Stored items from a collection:
==========
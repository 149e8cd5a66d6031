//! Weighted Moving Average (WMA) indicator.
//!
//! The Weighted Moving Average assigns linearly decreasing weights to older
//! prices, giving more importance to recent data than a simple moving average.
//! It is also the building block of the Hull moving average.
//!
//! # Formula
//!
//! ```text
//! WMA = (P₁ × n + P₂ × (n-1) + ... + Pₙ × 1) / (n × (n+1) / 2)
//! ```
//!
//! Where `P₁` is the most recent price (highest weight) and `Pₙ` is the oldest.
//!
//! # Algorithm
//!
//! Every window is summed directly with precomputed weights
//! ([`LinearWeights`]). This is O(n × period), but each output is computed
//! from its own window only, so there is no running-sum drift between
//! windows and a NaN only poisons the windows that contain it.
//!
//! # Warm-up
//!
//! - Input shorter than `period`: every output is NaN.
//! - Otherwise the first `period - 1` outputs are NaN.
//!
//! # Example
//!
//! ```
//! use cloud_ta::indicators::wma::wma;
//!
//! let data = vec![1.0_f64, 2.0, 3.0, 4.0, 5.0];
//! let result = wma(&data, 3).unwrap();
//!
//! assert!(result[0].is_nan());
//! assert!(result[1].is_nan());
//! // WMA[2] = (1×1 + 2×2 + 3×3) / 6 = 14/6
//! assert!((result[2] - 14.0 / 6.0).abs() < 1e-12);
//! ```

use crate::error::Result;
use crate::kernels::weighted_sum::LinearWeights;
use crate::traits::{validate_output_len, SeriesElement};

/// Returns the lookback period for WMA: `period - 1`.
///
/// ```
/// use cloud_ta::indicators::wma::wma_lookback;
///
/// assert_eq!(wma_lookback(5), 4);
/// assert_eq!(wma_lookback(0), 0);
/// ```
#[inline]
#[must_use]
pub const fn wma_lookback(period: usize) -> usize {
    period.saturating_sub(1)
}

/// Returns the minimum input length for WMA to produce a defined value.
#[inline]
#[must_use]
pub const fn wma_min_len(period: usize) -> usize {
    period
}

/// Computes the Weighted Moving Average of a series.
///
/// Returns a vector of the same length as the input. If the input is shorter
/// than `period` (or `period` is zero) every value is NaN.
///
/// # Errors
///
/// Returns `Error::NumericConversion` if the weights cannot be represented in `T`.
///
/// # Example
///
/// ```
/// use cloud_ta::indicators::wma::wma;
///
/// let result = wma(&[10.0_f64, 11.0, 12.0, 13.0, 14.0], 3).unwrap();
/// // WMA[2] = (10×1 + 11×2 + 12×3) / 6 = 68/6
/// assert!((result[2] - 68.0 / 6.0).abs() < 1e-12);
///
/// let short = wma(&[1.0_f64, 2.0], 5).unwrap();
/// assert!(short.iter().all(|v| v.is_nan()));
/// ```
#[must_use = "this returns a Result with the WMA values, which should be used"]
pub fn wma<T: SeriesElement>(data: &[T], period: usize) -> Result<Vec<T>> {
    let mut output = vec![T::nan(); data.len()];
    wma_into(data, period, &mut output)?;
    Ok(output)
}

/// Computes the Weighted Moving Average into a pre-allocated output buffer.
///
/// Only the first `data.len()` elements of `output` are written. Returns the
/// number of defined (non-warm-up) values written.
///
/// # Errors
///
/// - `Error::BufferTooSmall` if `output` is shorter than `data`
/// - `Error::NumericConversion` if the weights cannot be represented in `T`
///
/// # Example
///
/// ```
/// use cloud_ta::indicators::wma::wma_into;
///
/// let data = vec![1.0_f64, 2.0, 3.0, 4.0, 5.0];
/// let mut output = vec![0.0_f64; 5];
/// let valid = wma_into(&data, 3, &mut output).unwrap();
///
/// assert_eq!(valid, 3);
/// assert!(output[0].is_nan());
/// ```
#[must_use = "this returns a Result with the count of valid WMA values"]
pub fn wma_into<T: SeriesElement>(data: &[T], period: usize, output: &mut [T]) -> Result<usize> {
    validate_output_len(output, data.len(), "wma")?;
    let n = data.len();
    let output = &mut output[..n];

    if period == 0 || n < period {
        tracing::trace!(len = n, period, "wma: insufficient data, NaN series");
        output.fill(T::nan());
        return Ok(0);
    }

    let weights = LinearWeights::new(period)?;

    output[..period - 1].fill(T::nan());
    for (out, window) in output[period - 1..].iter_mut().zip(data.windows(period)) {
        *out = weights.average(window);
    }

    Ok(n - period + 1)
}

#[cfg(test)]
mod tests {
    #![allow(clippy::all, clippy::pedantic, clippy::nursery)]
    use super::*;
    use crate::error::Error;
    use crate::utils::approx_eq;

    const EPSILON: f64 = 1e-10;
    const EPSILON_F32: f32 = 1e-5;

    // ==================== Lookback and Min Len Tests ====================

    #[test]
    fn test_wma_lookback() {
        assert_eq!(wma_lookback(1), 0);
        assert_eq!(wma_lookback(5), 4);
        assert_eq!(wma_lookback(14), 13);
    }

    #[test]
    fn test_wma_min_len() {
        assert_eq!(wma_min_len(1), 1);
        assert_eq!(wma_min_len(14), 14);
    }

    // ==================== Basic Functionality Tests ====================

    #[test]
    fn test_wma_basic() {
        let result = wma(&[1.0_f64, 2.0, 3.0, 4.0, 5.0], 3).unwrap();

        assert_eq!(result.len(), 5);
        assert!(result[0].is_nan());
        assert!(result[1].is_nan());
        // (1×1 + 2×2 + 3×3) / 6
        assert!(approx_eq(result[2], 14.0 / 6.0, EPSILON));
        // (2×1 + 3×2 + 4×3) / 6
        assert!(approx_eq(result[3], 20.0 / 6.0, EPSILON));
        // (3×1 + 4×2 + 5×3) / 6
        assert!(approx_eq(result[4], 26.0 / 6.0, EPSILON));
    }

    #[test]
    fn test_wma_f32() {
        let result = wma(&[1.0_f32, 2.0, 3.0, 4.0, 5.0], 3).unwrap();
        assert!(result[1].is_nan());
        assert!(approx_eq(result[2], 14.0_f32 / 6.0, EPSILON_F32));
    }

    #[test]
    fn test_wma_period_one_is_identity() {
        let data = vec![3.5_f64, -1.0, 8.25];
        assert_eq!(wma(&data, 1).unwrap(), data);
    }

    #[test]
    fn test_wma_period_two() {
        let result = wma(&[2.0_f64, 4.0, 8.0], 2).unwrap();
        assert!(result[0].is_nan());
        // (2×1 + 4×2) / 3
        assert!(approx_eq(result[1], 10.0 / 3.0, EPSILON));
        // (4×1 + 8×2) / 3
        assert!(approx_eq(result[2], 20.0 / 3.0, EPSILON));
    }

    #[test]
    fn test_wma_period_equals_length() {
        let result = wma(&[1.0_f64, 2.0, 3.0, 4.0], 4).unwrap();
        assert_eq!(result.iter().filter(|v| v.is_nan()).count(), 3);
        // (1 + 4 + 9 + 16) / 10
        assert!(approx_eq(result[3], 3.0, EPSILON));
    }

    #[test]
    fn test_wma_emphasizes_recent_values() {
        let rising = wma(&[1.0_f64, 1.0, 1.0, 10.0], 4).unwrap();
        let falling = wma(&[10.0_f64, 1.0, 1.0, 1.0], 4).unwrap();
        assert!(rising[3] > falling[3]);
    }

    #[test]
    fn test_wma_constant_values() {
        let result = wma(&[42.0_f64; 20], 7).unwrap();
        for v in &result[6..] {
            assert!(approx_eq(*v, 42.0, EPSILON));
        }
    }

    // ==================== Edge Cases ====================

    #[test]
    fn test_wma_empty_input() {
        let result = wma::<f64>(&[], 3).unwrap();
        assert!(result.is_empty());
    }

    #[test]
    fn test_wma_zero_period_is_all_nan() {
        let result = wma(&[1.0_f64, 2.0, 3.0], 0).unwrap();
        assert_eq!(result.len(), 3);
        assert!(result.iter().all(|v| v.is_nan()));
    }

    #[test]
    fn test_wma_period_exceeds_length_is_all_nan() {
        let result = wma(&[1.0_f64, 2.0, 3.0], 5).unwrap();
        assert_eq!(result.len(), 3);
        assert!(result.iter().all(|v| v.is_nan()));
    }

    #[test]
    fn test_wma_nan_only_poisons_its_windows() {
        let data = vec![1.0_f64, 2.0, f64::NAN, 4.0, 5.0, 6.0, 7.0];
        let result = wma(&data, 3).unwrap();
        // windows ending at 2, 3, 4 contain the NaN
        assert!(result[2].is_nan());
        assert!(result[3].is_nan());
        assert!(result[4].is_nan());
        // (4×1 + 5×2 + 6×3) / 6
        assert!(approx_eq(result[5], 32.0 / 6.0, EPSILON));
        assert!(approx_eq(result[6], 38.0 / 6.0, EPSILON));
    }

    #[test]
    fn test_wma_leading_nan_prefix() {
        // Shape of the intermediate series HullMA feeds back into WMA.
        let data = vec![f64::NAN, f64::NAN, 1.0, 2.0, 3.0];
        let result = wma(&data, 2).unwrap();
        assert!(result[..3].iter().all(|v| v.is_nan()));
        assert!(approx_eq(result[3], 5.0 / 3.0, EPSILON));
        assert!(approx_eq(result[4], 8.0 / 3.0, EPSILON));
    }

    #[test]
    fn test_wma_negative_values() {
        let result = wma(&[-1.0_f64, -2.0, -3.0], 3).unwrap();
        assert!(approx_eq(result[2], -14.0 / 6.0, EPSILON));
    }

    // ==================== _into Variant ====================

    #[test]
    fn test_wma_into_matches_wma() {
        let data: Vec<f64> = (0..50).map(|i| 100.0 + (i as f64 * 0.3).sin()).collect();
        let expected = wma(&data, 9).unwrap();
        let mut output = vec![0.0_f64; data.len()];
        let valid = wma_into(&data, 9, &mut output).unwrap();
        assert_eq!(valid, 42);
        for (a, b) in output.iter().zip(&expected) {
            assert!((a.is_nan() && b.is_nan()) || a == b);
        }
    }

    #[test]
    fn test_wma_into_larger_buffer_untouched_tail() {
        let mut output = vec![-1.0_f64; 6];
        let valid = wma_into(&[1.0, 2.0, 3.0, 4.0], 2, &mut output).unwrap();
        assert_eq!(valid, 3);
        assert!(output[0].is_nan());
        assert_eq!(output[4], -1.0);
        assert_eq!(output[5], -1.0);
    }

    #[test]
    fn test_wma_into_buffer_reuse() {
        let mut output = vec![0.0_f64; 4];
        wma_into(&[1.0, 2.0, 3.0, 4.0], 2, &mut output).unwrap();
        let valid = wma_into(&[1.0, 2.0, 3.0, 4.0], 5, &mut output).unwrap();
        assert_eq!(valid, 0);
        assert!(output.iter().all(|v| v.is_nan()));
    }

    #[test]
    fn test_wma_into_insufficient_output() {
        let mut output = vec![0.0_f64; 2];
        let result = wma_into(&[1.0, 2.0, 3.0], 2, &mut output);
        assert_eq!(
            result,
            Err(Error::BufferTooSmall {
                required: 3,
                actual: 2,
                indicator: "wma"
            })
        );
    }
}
==========
Look through the entries for lines containing the word "expected" and return each one.

§ **YOUR RESPONSE**
        let expected = wma(&data, 9).unwrap();
        for (a, b) in output.iter().zip(&expected) {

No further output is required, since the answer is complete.